→ YOUR INSTRUCTIONS
Reproduce word for word, from the entries below, the line with "Ok(mut stacks) =>", the line with "for row in POPULAR_SEARCHES.chunks(6)", and every line between them, and nothing more.

Records excerpted from a collection:
——

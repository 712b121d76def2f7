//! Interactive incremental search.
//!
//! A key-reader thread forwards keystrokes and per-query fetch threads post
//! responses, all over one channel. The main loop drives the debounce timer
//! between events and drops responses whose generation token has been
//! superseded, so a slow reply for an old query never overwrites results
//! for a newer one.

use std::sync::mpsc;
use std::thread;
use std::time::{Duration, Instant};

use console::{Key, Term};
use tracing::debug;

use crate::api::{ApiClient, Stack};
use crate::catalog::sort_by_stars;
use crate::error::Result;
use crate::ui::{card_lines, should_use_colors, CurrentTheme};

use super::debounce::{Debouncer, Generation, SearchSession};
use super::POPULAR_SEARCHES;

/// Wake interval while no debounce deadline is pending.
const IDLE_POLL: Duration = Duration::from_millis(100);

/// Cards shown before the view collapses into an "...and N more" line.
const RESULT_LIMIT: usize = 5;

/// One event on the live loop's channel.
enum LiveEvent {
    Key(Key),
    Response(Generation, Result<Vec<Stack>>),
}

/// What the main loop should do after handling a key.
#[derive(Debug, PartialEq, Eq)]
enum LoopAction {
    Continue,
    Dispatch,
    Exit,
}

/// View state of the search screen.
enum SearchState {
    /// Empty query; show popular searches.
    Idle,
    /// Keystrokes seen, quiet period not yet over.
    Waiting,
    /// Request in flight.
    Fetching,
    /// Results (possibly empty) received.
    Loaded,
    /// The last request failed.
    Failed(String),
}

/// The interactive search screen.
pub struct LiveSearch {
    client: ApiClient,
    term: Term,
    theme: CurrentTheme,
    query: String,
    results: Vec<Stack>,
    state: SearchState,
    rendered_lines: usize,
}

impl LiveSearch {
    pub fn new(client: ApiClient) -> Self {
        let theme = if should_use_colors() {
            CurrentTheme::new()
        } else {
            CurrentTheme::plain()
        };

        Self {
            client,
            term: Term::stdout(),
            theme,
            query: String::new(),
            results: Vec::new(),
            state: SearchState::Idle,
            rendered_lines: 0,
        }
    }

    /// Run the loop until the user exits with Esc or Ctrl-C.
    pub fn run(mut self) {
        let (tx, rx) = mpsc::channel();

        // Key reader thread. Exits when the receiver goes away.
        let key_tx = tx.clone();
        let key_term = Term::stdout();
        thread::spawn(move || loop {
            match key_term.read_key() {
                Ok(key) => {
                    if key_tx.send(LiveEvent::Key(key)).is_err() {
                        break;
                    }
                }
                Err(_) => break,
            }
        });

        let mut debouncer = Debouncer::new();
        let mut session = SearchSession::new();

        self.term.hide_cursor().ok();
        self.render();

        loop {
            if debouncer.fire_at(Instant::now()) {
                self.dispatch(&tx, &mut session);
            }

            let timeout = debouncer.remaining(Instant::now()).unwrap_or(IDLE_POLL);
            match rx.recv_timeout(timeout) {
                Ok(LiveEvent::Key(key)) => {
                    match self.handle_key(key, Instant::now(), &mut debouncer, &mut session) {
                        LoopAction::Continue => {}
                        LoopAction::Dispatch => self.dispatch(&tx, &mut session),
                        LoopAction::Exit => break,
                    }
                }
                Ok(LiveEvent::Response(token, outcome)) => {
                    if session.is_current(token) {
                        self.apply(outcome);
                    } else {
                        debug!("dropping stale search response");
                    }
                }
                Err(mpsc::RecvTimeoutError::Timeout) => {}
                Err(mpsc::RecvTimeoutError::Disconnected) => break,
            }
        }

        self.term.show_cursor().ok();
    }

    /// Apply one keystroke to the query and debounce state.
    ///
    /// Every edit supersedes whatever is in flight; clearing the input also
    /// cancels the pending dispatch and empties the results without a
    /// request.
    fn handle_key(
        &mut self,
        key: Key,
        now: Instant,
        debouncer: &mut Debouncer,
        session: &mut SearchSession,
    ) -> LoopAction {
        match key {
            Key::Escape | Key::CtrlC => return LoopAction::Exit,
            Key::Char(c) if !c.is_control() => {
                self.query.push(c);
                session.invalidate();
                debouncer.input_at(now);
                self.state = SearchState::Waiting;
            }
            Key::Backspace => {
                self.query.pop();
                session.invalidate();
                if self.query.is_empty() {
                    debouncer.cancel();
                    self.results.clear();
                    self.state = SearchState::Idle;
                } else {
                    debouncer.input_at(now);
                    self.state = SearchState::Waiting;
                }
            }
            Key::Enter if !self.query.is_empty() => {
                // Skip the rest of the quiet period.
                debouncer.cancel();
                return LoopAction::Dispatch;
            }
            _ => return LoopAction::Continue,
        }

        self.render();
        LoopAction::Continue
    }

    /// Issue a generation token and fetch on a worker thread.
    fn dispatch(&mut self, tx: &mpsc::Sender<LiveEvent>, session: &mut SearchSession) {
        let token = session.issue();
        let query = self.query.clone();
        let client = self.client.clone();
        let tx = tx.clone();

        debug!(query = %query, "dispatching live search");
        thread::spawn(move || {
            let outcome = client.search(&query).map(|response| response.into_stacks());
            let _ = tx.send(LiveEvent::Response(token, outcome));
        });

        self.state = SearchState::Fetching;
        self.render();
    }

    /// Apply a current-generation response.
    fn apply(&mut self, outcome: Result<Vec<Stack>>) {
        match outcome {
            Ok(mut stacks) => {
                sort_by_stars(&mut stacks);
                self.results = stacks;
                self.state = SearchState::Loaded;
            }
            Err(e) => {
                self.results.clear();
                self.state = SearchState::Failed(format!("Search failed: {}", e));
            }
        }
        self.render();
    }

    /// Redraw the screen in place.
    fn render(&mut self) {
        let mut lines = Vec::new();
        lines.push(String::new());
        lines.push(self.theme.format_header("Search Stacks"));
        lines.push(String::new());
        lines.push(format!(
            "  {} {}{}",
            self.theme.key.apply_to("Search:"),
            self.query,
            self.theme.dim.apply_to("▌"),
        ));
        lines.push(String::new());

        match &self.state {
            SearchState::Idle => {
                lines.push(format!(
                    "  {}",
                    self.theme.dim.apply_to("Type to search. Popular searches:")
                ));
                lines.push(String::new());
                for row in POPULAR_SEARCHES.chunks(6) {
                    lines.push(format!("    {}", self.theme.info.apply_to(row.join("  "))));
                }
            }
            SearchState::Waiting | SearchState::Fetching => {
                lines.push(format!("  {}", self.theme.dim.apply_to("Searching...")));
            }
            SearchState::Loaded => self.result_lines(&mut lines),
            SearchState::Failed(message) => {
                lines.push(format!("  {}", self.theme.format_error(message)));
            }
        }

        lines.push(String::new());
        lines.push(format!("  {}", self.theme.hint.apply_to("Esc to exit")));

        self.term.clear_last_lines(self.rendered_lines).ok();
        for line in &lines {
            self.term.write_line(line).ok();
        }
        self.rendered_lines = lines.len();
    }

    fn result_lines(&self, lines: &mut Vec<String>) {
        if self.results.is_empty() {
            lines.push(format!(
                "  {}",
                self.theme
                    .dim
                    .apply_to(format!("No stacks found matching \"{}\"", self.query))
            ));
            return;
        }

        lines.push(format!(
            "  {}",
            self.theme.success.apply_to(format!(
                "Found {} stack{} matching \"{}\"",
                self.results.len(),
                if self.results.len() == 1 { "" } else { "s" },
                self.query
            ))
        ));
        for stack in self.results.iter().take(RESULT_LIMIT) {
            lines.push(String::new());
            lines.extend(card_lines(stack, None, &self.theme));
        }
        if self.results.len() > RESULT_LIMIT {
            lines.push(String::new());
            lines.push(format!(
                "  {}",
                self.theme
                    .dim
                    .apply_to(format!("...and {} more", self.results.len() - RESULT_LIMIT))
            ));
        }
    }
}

——

→ WRITTEN ANSWER
            Ok(mut stacks) => {
                sort_by_stars(&mut stacks);
                self.results = stacks;
                self.state = SearchState::Loaded;
            }
            Err(e) => {
                self.results.clear();
                self.state = SearchState::Failed(format!("Search failed: {}", e));
            }
        }
        self.render();
    }

    /// Redraw the screen in place.
    fn render(&mut self) {
        let mut lines = Vec::new();
        lines.push(String::new());
        lines.push(self.theme.format_header("Search Stacks"));
        lines.push(String::new());
        lines.push(format!(
            "  {} {}{}",
            self.theme.key.apply_to("Search:"),
            self.query,
            self.theme.dim.apply_to("▌"),
        ));
        lines.push(String::new());

        match &self.state {
            SearchState::Idle => {
                lines.push(format!(
                    "  {}",
                    self.theme.dim.apply_to("Type to search. Popular searches:")
                ));
                lines.push(String::new());
                for row in POPULAR_SEARCHES.chunks(6) {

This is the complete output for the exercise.